I first heard the term from a baxabaw player. It may have been Magic Johnson (of magic johnson fame), but I can't recall. Whoever it was, he made a point to mention that he grew up in a poor neighborhood (hood, in the jargon), and now that he's successful, he wanted to "give something back."

"Giving something back" sort of implies that you've taken something away. I can't in my wildest imagination come up with what Magic Johnson might have taken from his educationally, financially and philosophically deprived hood that brought him to his current degree of success, but I'm sure it didn't involve anything that pouring a few tens of thousands of dollars into the hood can repay. Of course, it's a fact that the gift is obviously helpful and welcome in the community, but it's hardly any kind of payback. The fallacy is further amplified by the fact that celebrities "give something back" to people and places of whom-which they know nothing. I don't think this is the trail to enlightenment........

The "real deal" is this. None--not one--nary a singularity of these celebrities really really believes he/she is worth anywhere near the amount he earns. Well, I think there might be one somewhere, but I haven't found him. Or her. He'll see one of his old pals in the hood, sitting on the stoop sipping on a brown paper bag, and think "there, but for the grace of (fill in the name of your favorite invisible friend) go I." He completely (this is where I run to the end of my meager amount of psychological expertise) blanks out the years of hard work, practice, study, drilling, trials, lessons and the astounding degree of sustained discipline that got him to his lofty level, and assumes that what he did could've happened to anybody.

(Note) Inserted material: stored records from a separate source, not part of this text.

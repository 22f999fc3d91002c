//! HTTP handlers for feature flag endpoints. All admin-only.

use std::sync::Arc;

use axum::{
    extract::{Path, State},
    http::StatusCode,
    response::{IntoResponse, Response},
    Json,
};

use crate::adapters::http::middleware::{ensure_roles, RequireAuth};
use crate::adapters::http::{bad_request, error_response};
use crate::application::handlers::flags::{
    CreateFlagCommand, CreateFlagHandler, ListFlagsHandler, ToggleFlagCommand, ToggleFlagHandler,
    UpdateFlagCommand, UpdateFlagHandler,
};
use crate::domain::foundation::{FlagId, UserRole};

use super::dto::{CreateFlagRequest, FlagResponse, UpdateFlagRequest};

#[derive(Clone)]
pub struct FlagHandlers {
    pub create: Arc<CreateFlagHandler>,
    pub update: Arc<UpdateFlagHandler>,
    pub toggle: Arc<ToggleFlagHandler>,
    pub list: Arc<ListFlagsHandler>,
}

/// GET /api/feature-flags
pub async fn list_flags(
    State(handlers): State<FlagHandlers>,
    RequireAuth(actor): RequireAuth,
) -> Response {
    if let Err(response) = ensure_roles(&actor, &[UserRole::Admin]) {
        return response;
    }
    match handlers.list.handle().await {
        Ok(flags) => {
            let body: Vec<FlagResponse> = flags.iter().map(Into::into).collect();
            (StatusCode::OK, Json(body)).into_response()
        }
        Err(e) => error_response(e),
    }
}

/// POST /api/feature-flags
pub async fn create_flag(
    State(handlers): State<FlagHandlers>,
    RequireAuth(actor): RequireAuth,
    Json(req): Json<CreateFlagRequest>,
) -> Response {
    if let Err(response) = ensure_roles(&actor, &[UserRole::Admin]) {
        return response;
    }
    let cmd = CreateFlagCommand {
        key: req.key,
        enabled: req.enabled,
        description: req.description,
    };
    match handlers.create.handle(cmd).await {
        Ok(flag) => (StatusCode::CREATED, Json(FlagResponse::from(&flag))).into_response(),
        Err(e) => error_response(e),
    }
}

/// PUT /api/feature-flags/:id
pub async fn update_flag(
    State(handlers): State<FlagHandlers>,
    RequireAuth(actor): RequireAuth,
    Path(id): Path<String>,
    Json(req): Json<UpdateFlagRequest>,
) -> Response {
    if let Err(response) = ensure_roles(&actor, &[UserRole::Admin]) {
        return response;
    }
    let Ok(id) = id.parse::<FlagId>() else {
        return bad_request("Invalid flag ID");
    };
    let cmd = UpdateFlagCommand {
        id,
        enabled: req.enabled,
        description: req.description,
    };
    match handlers.update.handle(cmd).await {
        Ok(flag) => (StatusCode::OK, Json(FlagResponse::from(&flag))).into_response(),
        Err(e) => error_response(e),
    }
}

/// PATCH /api/feature-flags/:id/toggle
pub async fn toggle_flag(
    State(handlers): State<FlagHandlers>,
    RequireAuth(actor): RequireAuth,
    Path(id): Path<String>,
) -> Response {
    if let Err(response) = ensure_roles(&actor, &[UserRole::Admin]) {
        return response;
    }
    let Ok(id) = id.parse::<FlagId>() else {
        return bad_request("Invalid flag ID");
    };
    match handlers.toggle.handle(ToggleFlagCommand { id }).await {
        Ok(flag) => (StatusCode::OK, Json(FlagResponse::from(&flag))).into_response(),
        Err(e) => error_response(e),
    }
}
//! WarehouseStatus enum - administrative status of a warehouse.

use serde::{Deserialize, Serialize};
use std::fmt;
use std::str::FromStr;

use super::{DomainError, ErrorCode};

/// Administrative status of a warehouse. Status changes are an admin
/// concern; the rule engine never transitions them.
#[derive(Debug, Clone, Copy, PartialEq, Eq, Hash, Serialize, Deserialize, Default)]
#[serde(rename_all = "SCREAMING_SNAKE_CASE")]
pub enum WarehouseStatus {
    #[default]
    Active,
    Inactive,
    Maintenance,
    Closed,
}

impl WarehouseStatus {
    /// Returns the persisted string tag.
    pub fn as_str(&self) -> &'static str {
        match self {
            WarehouseStatus::Active => "ACTIVE",
            WarehouseStatus::Inactive => "INACTIVE",
            WarehouseStatus::Maintenance => "MAINTENANCE",
            WarehouseStatus::Closed => "CLOSED",
        }
    }
}

impl fmt::Display for WarehouseStatus {
    fn fmt(&self, f: &mut fmt::Formatter<'_>) -> fmt::Result {
        write!(f, "{}", self.as_str())
    }
}

impl FromStr for WarehouseStatus {
    type Err = DomainError;

    fn from_str(s: &str) -> Result<Self, Self::Err> {
        match s {
            "ACTIVE" => Ok(WarehouseStatus::Active),
            "INACTIVE" => Ok(WarehouseStatus::Inactive),
            "MAINTENANCE" => Ok(WarehouseStatus::Maintenance),
            "CLOSED" => Ok(WarehouseStatus::Closed),
            other => Err(DomainError::new(
                ErrorCode::ValidationFailed,
                format!("Invalid warehouse status '{}'", other),
            )),
        }
    }
}

#[cfg(test)]
mod tests {
    use super::*;

    #[test]
    fn round_trips_through_string_tag() {
        for status in [
            WarehouseStatus::Active,
            WarehouseStatus::Inactive,
            WarehouseStatus::Maintenance,
            WarehouseStatus::Closed,
        ] {
            assert_eq!(status.as_str().parse::<WarehouseStatus>().unwrap(), status);
        }
    }

    #[test]
    fn default_is_active() {
        assert_eq!(WarehouseStatus::default(), WarehouseStatus::Active);
    }
}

Through decades of hard work and perserverence, I've managed to lift myself out of the gutter and elevated myself to almost halfway up the face of the curb. I know that it's I who have done it and that I deserve every quarter they toss me.

If I find a deserving cause to which to donate, I will. It won't be "giving something back," it'll be good ol' fashioned Good Will.

Col. Hogan

Thursday, December 02, 2004

O'Reilly on Drugs

I was listening to Bill O'Reilly on the radio this morning. While talking about a particular drug dealer who got a very long (mandated) prison sentence, he was going off on callers who disagree with the "War on Drugs," referred to by the honest as the War on the Bill of Rights.

The only justification he offered for his utterly unreasoned stance was "for the children."

Sorry. Even when my kids were young, I thought that making the world child-safe was a ridiculous idea, both because it can't be done and because the world would then suck for adults. Sorry kids, there are more of us than you. Not only that, but soon you kids'll be grown up and you'll be hating life in the nerf-world, too.

Parents, you have to keep your kids away from drugs. Your kids aren't my problem. To repeat, you keep your kids away from drugs.

You say you can't watch your kids all the time? Well, you're right. Fortunately, you don't have to. What you have to do is be with the kids a lot (read just about all the time) in their first four or five years. Read to them, teach them, stimulate them to learn. As they grow and learn, they become more capable of independent action.

You can't stay home with the kids? Your work won't let you be home with the baby? You can't be home when the kids get out of school? Then why did you have kids?

Well ok. A lot of the problems aren't being addressed. I don't think I can address all of them here, but the big one is taxes.

Up to about the middle of the last century, most mothers stayed home, took care of the homes and the kids, and generally supported the family while the father went to work and brought home the bacon.

Before you start detailing in your minds all the problems for Mommy in this arrangement, let's observe that it wasn't all plums and posies for Daddy, either. Before we start throwing blame around for the way the two sexes were built and the way the societies of man have arranged themselves since first sentience. The way to escape currently lies in personal responsibility: If you don't want children DON'T HAVE ANY.

That's a good plan for those few of us who haven't started late, (already have a family), but for those who have....well you have a family and that's your priority. Deal.

There are several reasons why it's come to this. The biggest one is government. We all pay (that is, those of us that are productive) around half of our productivity to the police state--up from around ten percent in the fifties. We're told that it's an exchange for various services that could be provided by no one but government.

Not true.

The services in question were provided far better (leaving aside technological progress) back then than now, in spite of all the money currently being taken from you.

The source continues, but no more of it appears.